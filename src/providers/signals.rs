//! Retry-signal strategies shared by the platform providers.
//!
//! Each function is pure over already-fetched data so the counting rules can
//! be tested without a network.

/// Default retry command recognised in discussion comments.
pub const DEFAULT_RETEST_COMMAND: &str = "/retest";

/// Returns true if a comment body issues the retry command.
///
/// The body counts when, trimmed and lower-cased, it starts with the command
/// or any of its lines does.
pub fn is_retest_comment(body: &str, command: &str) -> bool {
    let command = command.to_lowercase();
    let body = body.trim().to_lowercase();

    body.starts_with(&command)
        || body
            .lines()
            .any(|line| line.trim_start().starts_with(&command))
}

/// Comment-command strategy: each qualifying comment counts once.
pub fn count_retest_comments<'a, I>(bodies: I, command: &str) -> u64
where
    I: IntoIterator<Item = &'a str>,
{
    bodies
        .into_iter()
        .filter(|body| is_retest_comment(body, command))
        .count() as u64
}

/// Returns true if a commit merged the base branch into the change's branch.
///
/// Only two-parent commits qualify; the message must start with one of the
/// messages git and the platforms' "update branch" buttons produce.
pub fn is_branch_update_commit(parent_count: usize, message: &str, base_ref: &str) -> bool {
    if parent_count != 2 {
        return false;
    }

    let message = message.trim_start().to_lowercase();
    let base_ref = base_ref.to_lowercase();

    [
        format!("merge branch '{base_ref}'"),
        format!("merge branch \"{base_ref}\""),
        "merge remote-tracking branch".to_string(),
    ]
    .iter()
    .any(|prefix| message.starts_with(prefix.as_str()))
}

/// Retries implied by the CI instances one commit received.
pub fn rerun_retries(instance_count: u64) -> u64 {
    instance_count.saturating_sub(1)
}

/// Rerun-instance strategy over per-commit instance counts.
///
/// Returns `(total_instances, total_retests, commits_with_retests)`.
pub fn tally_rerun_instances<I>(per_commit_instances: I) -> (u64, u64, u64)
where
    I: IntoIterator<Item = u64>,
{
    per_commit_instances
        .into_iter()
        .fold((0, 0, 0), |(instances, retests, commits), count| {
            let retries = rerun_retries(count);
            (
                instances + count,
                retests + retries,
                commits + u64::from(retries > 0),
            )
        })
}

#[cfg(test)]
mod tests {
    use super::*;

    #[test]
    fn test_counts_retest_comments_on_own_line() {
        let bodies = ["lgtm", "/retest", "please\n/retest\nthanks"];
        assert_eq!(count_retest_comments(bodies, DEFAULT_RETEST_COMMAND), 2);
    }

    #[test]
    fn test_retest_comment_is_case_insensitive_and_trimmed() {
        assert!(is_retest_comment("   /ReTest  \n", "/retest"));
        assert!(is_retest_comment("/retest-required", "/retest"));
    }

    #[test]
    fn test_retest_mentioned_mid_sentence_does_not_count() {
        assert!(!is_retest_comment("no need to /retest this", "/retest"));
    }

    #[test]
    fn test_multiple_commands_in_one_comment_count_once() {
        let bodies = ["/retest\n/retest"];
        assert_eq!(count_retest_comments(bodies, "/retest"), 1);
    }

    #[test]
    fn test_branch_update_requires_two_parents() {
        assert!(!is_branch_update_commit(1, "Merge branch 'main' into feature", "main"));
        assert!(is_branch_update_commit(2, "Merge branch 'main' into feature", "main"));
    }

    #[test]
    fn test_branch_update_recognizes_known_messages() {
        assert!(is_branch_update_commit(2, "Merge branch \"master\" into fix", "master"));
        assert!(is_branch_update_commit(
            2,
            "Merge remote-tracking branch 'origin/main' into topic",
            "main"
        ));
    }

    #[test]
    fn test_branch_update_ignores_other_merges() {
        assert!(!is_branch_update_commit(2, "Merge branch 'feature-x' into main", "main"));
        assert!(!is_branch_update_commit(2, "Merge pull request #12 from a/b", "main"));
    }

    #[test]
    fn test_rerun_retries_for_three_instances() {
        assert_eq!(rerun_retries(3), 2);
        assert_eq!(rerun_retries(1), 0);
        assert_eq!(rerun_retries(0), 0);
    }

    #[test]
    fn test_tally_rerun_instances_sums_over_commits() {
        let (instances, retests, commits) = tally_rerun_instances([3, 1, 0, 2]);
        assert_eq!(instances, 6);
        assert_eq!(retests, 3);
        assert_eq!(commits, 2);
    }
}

####################

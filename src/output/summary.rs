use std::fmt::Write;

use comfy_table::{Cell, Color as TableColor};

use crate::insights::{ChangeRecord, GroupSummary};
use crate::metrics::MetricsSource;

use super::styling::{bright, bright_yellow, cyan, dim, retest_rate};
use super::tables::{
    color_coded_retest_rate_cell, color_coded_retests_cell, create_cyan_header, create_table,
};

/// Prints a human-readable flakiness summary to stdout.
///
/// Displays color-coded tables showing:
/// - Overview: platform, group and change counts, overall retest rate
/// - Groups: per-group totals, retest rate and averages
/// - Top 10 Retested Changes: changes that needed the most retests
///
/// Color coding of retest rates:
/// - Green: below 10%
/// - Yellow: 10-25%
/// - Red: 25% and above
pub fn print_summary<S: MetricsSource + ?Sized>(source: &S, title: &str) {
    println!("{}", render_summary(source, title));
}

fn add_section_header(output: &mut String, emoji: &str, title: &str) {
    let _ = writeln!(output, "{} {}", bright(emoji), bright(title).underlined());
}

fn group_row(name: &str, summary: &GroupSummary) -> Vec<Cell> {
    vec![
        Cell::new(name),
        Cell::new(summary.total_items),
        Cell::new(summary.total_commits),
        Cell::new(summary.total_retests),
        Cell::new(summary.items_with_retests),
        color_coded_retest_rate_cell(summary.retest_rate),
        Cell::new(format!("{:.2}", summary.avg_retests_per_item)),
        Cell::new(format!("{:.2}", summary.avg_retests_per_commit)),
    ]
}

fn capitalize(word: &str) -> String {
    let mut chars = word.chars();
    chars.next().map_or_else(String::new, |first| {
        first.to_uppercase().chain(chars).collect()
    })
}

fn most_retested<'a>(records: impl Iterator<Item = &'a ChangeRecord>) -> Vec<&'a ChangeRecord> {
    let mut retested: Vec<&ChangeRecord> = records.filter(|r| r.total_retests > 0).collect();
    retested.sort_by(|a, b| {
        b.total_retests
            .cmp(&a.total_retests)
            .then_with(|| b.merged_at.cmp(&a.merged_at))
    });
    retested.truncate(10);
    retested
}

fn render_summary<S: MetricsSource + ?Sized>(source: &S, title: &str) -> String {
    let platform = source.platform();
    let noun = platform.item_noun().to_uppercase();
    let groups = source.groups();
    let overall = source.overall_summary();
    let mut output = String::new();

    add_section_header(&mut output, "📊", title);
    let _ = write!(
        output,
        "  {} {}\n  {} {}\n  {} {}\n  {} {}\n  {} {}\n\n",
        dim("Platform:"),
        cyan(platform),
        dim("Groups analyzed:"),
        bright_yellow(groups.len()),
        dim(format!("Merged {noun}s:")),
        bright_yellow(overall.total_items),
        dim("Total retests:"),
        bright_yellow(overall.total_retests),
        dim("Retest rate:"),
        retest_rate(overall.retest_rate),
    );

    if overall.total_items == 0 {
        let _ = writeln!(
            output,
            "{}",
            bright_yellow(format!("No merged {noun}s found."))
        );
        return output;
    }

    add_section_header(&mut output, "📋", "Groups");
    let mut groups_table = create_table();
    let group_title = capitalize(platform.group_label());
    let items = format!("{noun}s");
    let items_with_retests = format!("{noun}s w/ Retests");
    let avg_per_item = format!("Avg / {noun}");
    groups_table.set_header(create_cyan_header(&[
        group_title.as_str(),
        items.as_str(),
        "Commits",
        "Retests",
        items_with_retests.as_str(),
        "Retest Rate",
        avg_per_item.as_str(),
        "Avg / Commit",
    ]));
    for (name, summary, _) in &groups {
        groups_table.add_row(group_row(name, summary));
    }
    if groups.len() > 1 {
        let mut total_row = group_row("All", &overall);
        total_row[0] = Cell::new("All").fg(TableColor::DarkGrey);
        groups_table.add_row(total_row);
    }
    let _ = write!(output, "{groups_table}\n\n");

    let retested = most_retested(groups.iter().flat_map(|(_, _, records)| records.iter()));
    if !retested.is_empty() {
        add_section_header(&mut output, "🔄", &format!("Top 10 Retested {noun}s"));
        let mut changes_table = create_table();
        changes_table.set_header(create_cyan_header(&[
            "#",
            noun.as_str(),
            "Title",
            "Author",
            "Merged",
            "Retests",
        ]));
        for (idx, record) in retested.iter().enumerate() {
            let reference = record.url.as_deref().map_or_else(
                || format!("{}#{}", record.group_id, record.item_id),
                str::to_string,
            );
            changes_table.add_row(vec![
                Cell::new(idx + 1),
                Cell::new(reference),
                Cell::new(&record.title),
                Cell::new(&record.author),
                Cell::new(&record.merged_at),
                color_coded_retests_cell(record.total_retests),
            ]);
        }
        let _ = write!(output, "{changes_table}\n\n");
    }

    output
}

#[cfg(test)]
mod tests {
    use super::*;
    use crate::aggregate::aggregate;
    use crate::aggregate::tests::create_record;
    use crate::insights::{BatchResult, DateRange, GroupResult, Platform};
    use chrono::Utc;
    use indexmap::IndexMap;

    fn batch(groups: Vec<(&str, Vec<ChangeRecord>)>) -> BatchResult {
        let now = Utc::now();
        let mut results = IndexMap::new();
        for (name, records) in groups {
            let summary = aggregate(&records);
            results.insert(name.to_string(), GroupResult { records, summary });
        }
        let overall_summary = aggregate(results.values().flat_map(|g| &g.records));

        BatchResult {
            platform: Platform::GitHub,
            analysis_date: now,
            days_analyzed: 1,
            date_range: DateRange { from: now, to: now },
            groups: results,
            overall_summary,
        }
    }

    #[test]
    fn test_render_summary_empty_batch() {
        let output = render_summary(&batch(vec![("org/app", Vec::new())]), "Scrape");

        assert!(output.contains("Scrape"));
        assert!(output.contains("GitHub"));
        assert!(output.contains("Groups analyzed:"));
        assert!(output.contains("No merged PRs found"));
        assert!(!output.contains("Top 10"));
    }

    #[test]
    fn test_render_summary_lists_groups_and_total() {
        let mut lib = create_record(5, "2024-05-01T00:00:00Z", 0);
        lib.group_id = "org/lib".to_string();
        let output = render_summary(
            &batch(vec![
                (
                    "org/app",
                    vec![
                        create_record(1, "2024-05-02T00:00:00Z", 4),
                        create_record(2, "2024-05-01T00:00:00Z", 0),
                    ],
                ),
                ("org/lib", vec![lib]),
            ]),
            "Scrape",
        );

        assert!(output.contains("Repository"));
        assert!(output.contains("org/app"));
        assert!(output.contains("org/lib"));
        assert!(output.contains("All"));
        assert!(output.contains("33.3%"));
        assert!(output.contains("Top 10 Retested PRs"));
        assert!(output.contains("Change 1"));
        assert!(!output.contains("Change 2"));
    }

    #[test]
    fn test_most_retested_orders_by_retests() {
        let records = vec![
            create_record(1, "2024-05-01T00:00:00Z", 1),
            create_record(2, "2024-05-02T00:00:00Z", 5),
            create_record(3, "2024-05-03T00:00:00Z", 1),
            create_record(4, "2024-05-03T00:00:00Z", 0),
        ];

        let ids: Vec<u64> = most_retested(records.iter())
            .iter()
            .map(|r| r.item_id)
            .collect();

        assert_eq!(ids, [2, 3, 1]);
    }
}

####################

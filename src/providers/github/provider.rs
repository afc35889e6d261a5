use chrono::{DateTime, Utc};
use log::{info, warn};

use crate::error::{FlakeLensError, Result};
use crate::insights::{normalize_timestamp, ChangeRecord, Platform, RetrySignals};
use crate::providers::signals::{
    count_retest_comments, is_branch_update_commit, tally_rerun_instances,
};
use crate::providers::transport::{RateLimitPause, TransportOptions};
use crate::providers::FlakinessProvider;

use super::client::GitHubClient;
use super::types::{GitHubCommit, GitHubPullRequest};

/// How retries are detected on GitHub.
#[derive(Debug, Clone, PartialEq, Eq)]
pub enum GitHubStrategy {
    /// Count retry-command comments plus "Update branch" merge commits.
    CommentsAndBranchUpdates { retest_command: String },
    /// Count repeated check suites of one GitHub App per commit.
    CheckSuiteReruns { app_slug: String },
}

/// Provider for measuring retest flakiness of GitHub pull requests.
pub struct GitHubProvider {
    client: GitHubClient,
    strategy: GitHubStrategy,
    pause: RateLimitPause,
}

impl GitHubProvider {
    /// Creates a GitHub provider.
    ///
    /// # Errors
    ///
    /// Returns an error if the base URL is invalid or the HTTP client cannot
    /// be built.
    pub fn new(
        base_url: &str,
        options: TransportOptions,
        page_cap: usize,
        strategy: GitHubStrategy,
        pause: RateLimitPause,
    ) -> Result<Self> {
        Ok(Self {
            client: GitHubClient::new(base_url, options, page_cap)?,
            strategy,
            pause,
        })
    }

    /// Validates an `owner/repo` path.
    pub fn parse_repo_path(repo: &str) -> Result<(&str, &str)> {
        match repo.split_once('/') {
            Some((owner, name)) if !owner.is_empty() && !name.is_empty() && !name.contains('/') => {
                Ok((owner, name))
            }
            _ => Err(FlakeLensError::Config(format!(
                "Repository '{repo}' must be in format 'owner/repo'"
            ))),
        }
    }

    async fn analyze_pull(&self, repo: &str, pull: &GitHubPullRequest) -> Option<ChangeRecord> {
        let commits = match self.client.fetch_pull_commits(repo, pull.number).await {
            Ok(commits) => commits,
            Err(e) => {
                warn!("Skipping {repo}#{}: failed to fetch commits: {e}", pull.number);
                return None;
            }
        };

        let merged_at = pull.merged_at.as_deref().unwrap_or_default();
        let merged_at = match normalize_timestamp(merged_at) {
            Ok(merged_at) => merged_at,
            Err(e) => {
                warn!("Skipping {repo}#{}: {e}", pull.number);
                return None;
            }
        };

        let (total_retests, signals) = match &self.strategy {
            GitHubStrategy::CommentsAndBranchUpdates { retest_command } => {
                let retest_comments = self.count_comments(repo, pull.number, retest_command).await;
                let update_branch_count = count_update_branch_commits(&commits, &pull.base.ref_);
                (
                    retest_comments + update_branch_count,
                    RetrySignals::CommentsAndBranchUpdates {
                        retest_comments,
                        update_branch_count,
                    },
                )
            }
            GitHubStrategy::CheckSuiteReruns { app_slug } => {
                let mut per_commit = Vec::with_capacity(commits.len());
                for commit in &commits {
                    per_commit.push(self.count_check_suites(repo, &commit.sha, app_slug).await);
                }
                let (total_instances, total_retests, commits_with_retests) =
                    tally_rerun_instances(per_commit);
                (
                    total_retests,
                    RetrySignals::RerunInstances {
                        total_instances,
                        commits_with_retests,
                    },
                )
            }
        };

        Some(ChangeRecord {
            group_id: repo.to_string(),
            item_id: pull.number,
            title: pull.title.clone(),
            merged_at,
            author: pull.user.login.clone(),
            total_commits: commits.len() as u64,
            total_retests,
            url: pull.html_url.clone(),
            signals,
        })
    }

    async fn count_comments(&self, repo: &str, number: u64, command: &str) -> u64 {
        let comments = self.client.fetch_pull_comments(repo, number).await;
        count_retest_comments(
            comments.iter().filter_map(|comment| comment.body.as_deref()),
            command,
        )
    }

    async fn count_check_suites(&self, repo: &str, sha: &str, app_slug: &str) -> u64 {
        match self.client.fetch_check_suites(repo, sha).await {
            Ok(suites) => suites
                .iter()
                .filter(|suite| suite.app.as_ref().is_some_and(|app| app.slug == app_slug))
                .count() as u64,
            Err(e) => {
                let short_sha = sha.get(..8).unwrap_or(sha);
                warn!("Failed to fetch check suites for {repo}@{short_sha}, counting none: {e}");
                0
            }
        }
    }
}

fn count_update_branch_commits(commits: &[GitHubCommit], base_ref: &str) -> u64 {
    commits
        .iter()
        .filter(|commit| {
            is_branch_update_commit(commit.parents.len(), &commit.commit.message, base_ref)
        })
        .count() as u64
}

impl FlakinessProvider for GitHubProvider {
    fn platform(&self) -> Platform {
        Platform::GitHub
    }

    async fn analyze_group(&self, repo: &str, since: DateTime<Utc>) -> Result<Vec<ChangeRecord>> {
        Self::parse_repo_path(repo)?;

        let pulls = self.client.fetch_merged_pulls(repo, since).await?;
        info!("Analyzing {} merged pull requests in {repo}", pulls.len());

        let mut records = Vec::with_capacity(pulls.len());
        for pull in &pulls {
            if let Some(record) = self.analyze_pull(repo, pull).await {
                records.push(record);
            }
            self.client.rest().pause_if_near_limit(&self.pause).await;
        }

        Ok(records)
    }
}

####################

- **Problem**: Scan the data above and copy each line containing the word "from".

- **Response area**:
                commits + u64::from(retries > 0),
        assert!(!is_branch_update_commit(2, "Merge pull request #12 from a/b", "main"));
            date_range: DateRange { from: now, to: now },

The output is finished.